Exercise directions: Below are records; copy every line in them that holds the word "Some".

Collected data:
//! Receiving tracking orders from the face-detection camera.

use std::fmt;
use std::time::Duration;

use ucpack_frame::{command, FrameConfig, PacketCodec};

use crate::clock::Clock;
use crate::error::{LinkError, Result};
use crate::handshake::{is_hello, Handshake, HandshakeConfig};
use crate::radio::{MacAddress, Radio};

/// Movement order computed by the camera for the face it follows.
#[derive(Debug, Clone, Copy, PartialEq)]
pub struct TrackingCommand {
    /// Rotation around the vertical axis, degrees per second.
    pub horizontal_rotation: f32,
    /// Tilt rotation, degrees per second.
    pub vertical_rotation: f32,
    /// Forward speed.
    pub displacement_speed: f32,
}

impl TrackingCommand {
    /// Parse the legacy text form: `"h,v,s"`, optionally NUL-terminated.
    /// Fields past the third are ignored.
    pub fn from_text(message: &[u8]) -> Result<Self> {
        let end = message
            .iter()
            .position(|&b| b == 0)
            .unwrap_or(message.len());
        let text = std::str::from_utf8(&message[..end])
            .map_err(|err| LinkError::InvalidCommand(format!("not UTF-8: {err}")))?;

        let mut fields = text.split(',').map(str::trim);
        let mut next = |name: &str| -> Result<f32> {
            let raw = fields
                .next()
                .ok_or_else(|| LinkError::InvalidCommand(format!("missing {name} in '{text}'")))?;
            raw.parse::<f32>()
                .map_err(|err| LinkError::InvalidCommand(format!("bad {name} '{raw}': {err}")))
        };

        Ok(Self {
            horizontal_rotation: next("horizontal rotation")?,
            vertical_rotation: next("vertical rotation")?,
            displacement_speed: next("displacement speed")?,
        })
    }
}

impl fmt::Display for TrackingCommand {
    fn fmt(&self, f: &mut fmt::Formatter<'_>) -> fmt::Result {
        write!(
            f,
            "{},{},{}",
            self.horizontal_rotation, self.vertical_rotation, self.displacement_speed
        )
    }
}

/// How tracking orders are encoded on the radio.
#[derive(Debug, Clone, Copy, Default, PartialEq, Eq)]
pub enum MessageFormat {
    /// Framed packets; orders are `TRACK` commands carrying three floats.
    #[default]
    Packet,
    /// NUL-terminated `"h,v,s"` text, as sent by older camera firmware.
    Text,
}

/// Result of one camera poll.
#[derive(Debug, Clone, Copy, PartialEq)]
pub enum CameraEvent {
    Command(TrackingCommand),
    /// The camera restarted and asked to pair again; the handshake has rerun.
    ReconnectRequested,
    /// Nothing usable arrived within the timeout.
    Idle,
}

/// Configuration for [`CameraLink`].
#[derive(Debug, Clone, Default)]
pub struct CameraConfig {
    pub handshake: HandshakeConfig,
    pub format: MessageFormat,
    /// Framing used in [`MessageFormat::Packet`] mode.
    pub frame: FrameConfig,
}

/// Radio link to the camera: pairing plus decoding of tracking orders.
pub struct CameraLink<R, C> {
    radio: R,
    clock: C,
    handshake: Handshake,
    codec: PacketCodec,
    format: MessageFormat,
}

impl<R: Radio, C: Clock> CameraLink<R, C> {
    pub fn new(radio: R, clock: C, config: CameraConfig) -> Result<Self> {
        Ok(Self {
            radio,
            clock,
            handshake: Handshake::new(config.handshake),
            codec: PacketCodec::with_config(config.frame)?,
            format: config.format,
        })
    }

    /// Pair with the camera, blocking until it answers or the handshake
    /// times out.
    pub fn connect(&mut self) -> Result<MacAddress> {
        self.codec.reset();
        self.handshake.run(&mut self.radio, &self.clock)
    }

    /// Wait up to `timeout` for the next tracking order.
    ///
    /// In packet mode, orders already buffered from an earlier datagram are
    /// returned before the radio is polled again.
    pub fn poll(&mut self, timeout: Duration) -> Result<CameraEvent> {
        if self.format == MessageFormat::Packet {
            if let Some(command) = self.next_tracking()? {
                return Ok(CameraEvent::Command(command));
            }
        }

        let Some((peer, message)) = self.radio.recv(timeout)? else {
            return Ok(CameraEvent::Idle);
        };

        if is_hello(&message, &self.handshake.config().camera_hello) {
            tracing::info!(%peer, "camera requested reconnect");
            self.connect()?;
            return Ok(CameraEvent::ReconnectRequested);
        }

        match self.format {
            MessageFormat::Text => {
                let command = TrackingCommand::from_text(&message)?;
                tracing::trace!(%peer, %command, "tracking order");
                Ok(CameraEvent::Command(command))
            }
            MessageFormat::Packet => {
                self.codec.feed(&message);
                Ok(self
                    .next_tracking()?
                    .map_or(CameraEvent::Idle, CameraEvent::Command))
            }
        }
    }

    fn next_tracking(&mut self) -> Result<Option<TrackingCommand>> {
        loop {
            let status = self.codec.extract();
            if status.advanced() {
                continue;
            }
            if !status.is_ready() {
                return Ok(None);
            }

            match self.codec.payload_code() {
                Some(command::TRACK) => {
                    let (_, h, v, s) = self.codec.unpack_c3f()?;
                    return Ok(Some(TrackingCommand {
                        horizontal_rotation: h,
                        vertical_rotation: v,
                        displacement_speed: s,
                    }));
                }
                Some(command::TARGET_LOST) => {
                    tracing::debug!("camera reported target lost");
                    return Ok(None);
                }
                code => {
                    tracing::debug!(?code, "ignoring packet");
                }
            }
        }
    }

    /// The paired camera, if connected.
    pub fn peer(&self) -> Option<MacAddress> {
        self.handshake.peer()
    }

    pub fn handshake(&self) -> &Handshake {
        &self.handshake
    }

    pub fn format(&self) -> MessageFormat {
        self.format
    }

    pub fn radio(&self) -> &R {
        &self.radio
    }

    pub fn radio_mut(&mut self) -> &mut R {
        &mut self.radio
    }
}

impl<R, C> fmt::Debug for CameraLink<R, C> {
    fn fmt(&self, f: &mut fmt::Formatter<'_>) -> fmt::Result {
        f.debug_struct("CameraLink")
            .field("handshake", &self.handshake.state())
            .field("format", &self.format)
            .field("buffered", &self.codec.buffered())
            .finish()
    }
}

Output for this task:
            if let Some(command) = self.next_tracking()? {
        let Some((peer, message)) = self.radio.recv(timeout)? else {
                Some(command::TRACK) => {
                    return Ok(Some(TrackingCommand {
                Some(command::TARGET_LOST) => {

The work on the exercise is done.